Item 5.02. Departure of Directors or Certain Officers; Election of Directors; Appointment of Certain Officers; Compensatory Arrangements of Certain Officers.
2013 Omnibus Incentive Plan
At the 2013 Annual Meeting of Stockholders of United Insurance Holdings Corp. (the Company) on May 17, 2013 (the 2013 Annual Meeting), stockholders approved the Company's 2013 Omnibus Incentive Plan (the 2013 Plan). The 2013 Plan has two complementary purposes: (i) to attract, retain, focus and motivate executives and other selected employees, directors, consultants and advisors and (ii) to increase shareholder value. In furtherance of these objectives, the 2013 Plan will offer participants the opportunity to acquire shares of the Company's common stock, receive monetary payments based on the value of such common stock or receive other incentive compensation on the terms provided in the 2013 Plan.

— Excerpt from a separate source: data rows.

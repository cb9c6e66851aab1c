// Copyright (C) 2025 SyncMyOrders Sp. z o.o.
// SPDX-License-Identifier: AGPL-3.0-or-later
//! Spawner side of the work directory handshake, shared by the loader and
//! the preloader client.

use std::io;

use berth_protocol::SocketInfo;
use serde::Deserialize;
use serde_json::{Map, Value};
use tokio::io::AsyncReadExt;
use tokio::net::unix::pipe;
use tracing::{debug, info, warn};

use crate::config::SpawnerConfig;
use crate::error::{ErrorCategory, SpawnError, SpawnErrorKind};
use crate::process::{AppProcess, InputHandle, OutputCapture, ProcessWatch};
use crate::work_dir::WorkDir;

/// Read end of `response/finish`.
///
/// Opened read-write so that opening never blocks and the FIFO never reports
/// end-of-file while we hold it.
pub(crate) struct FinishSignal {
    receiver: pipe::Receiver,
}

impl FinishSignal {
    pub(crate) fn open(work_dir: &WorkDir) -> io::Result<Self> {
        let receiver = pipe::OpenOptions::new()
            .read_write(true)
            .open_receiver(work_dir.layout().finish_fifo())?;
        Ok(Self { receiver })
    }

    /// Wait for the first byte the worker writes. Cancel safe.
    async fn read_byte(&mut self) -> io::Result<u8> {
        let mut byte = [0u8; 1];
        self.receiver.read_exact(&mut byte).await?;
        Ok(byte[0])
    }

    /// A byte that is already waiting, if any
    fn try_read_byte(&self) -> io::Result<Option<u8>> {
        let mut byte = [0u8; 1];
        match self.receiver.try_read(&mut byte) {
            Ok(0) => Ok(None),
            Ok(_) => Ok(Some(byte[0])),
            Err(e) if e.kind() == io::ErrorKind::WouldBlock => Ok(None),
            Err(e) => Err(e),
        }
    }
}

#[derive(Debug, Clone, Copy, PartialEq, Eq)]
pub(crate) enum FinishOutcome {
    /// The worker wrote '1'
    Ready,
    /// The worker wrote something other than '1'
    Failed(u8),
    /// The process exited without writing anything
    Exited(Option<i32>),
}

/// Wait until the worker signals through the finish FIFO or exits.
///
/// A signal written just before exit still counts as a signal.
pub(crate) async fn wait_for_finish(
    signal: &mut FinishSignal,
    watch: &mut ProcessWatch,
) -> io::Result<FinishOutcome> {
    tokio::select! {
        biased;

        byte = signal.read_byte() => Ok(classify(byte?)),
        status = watch.wait() => {
            let exit_code = status?;
            match signal.try_read_byte()? {
                Some(byte) => Ok(classify(byte)),
                None => Ok(FinishOutcome::Exited(exit_code)),
            }
        }
    }
}

fn classify(byte: u8) -> FinishOutcome {
    if byte == b'1' {
        FinishOutcome::Ready
    } else {
        FinishOutcome::Failed(byte)
    }
}

/// The properties document a worker publishes on success
#[derive(Debug, Deserialize)]
struct PropertiesDocument {
    sockets: Vec<SocketInfo>,
    #[serde(flatten)]
    other: Map<String, Value>,
}

/// Everything the spawner holds for a worker whose handshake is in progress
pub(crate) struct Pending {
    pub(crate) pid: i32,
    pub(crate) watch: ProcessWatch,
    pub(crate) input: Option<InputHandle>,
    pub(crate) output: Option<OutputCapture>,
}

/// Turn a finish outcome into a process handle or a spawn error.
///
/// On failure the worker is killed; the work directory is removed when the
/// caller drops it.
pub(crate) async fn conclude(
    work_dir: &WorkDir,
    outcome: FinishOutcome,
    mut pending: Pending,
    config: &SpawnerConfig,
) -> Result<AppProcess, SpawnError> {
    let pid = pending.pid;
    let result = match outcome {
        FinishOutcome::Ready => load_properties(work_dir, config).await,
        FinishOutcome::Failed(byte) => {
            debug!(pid, byte, "Worker reported startup failure");
            Err(reported_error(work_dir, config, SpawnErrorKind::Error, None).await)
        }
        FinishOutcome::Exited(exit_code) => {
            debug!(pid, ?exit_code, "Worker exited before finishing its handshake");
            Err(reported_error(work_dir, config, SpawnErrorKind::PrematureExit, exit_code).await)
        }
    };

    match result {
        Ok((sockets, properties)) => {
            if let Some(output) = &pending.output {
                output.detach();
            }
            info!(pid, sockets = sockets.len(), "Worker started");
            Ok(AppProcess::new(
                pid,
                pending.input.take(),
                sockets,
                properties,
                pending.watch,
            ))
        }
        Err(mut err) => {
            if let Err(e) = pending.watch.kill() {
                warn!(pid, error = %e, "Failed to kill worker after failed spawn");
            }
            pending.input = None;
            if let Some(output) = pending.output.as_mut() {
                err.output = output.collect().await;
            }
            warn!(pid, kind = %err.kind, summary = %err.summary, "Spawn failed");
            Err(err.with_pid(pid))
        }
    }
}

async fn reported_error(
    work_dir: &WorkDir,
    config: &SpawnerConfig,
    kind: SpawnErrorKind,
    exit_code: Option<i32>,
) -> SpawnError {
    let report = match work_dir
        .layout()
        .read_error_report(config.max_file_size)
        .await
    {
        Ok(report) => report,
        Err(e) => {
            warn!(error = %e, "Failed to read worker error report");
            Default::default()
        }
    };

    let summary = report.summary.unwrap_or_else(|| match (kind, exit_code) {
        (SpawnErrorKind::PrematureExit, Some(code)) => {
            format!("The application process exited prematurely with exit code {code}")
        }
        (SpawnErrorKind::PrematureExit, None) => {
            "The application process exited prematurely".to_string()
        }
        _ => "The application process reported a startup failure".to_string(),
    });

    let mut err = SpawnError::new(kind, summary)
        .with_category(report.category.unwrap_or(ErrorCategory::Unknown))
        .with_exit_code(exit_code);
    err.problem_description = report.problem_description;
    err.solution_description = report.solution_description;
    err.advanced_problem_details = report.advanced_problem_details;
    err
}

async fn load_properties(
    work_dir: &WorkDir,
    config: &SpawnerConfig,
) -> Result<(Vec<SocketInfo>, Map<String, Value>), SpawnError> {
    let path = work_dir.layout().properties_json();
    let Some(raw) = crate::work_dir::WorkDirLayout::read_capped(&path, config.max_file_size).await?
    else {
        return Err(SpawnError::internal(
            "The application process signalled readiness without writing response/properties.json",
        ));
    };

    let document: PropertiesDocument = serde_json::from_str(&raw).map_err(|e| {
        SpawnError::internal("The application process wrote an invalid response/properties.json")
            .with_problem_description(e.to_string())
    })?;

    if document.sockets.is_empty() {
        return Err(SpawnError::internal(
            "The application process did not publish any sockets",
        ));
    }
    Ok((document.sockets, document.other))
}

The 2013 Plan permits the grant of stock options (including incentive stock options), stock appreciation rights, restricted stock, restricted stock units, performance shares, performance units, annual cash incentives, long-term cash incentives, dividend equivalent units and other types of stock-based awards, as described in the Company's Definitive Proxy Statement for the 2013 Annual Meeting, which was filed with the Securities and Exchange Commission on April 16, 2013 (the 2013 Proxy Statement).
The full text of the 2013 Plan was filed as Appendix A to the 2013 Proxy Statement, and is incorporated herein by reference.
Item 5.07. Submission of Matters to a Vote of Security Holders.
Our 2013 Annual Meeting of Stockholders was held on May 17, 2013, to consider and act upon the five proposals listed below. The final results of the stockholder voting regarding each proposal were as follows:
Proposal 1: Election of the persons named below to serve as Class A Directors for a two-year term that expires at our 2015 Annual Meeting of Stockholders.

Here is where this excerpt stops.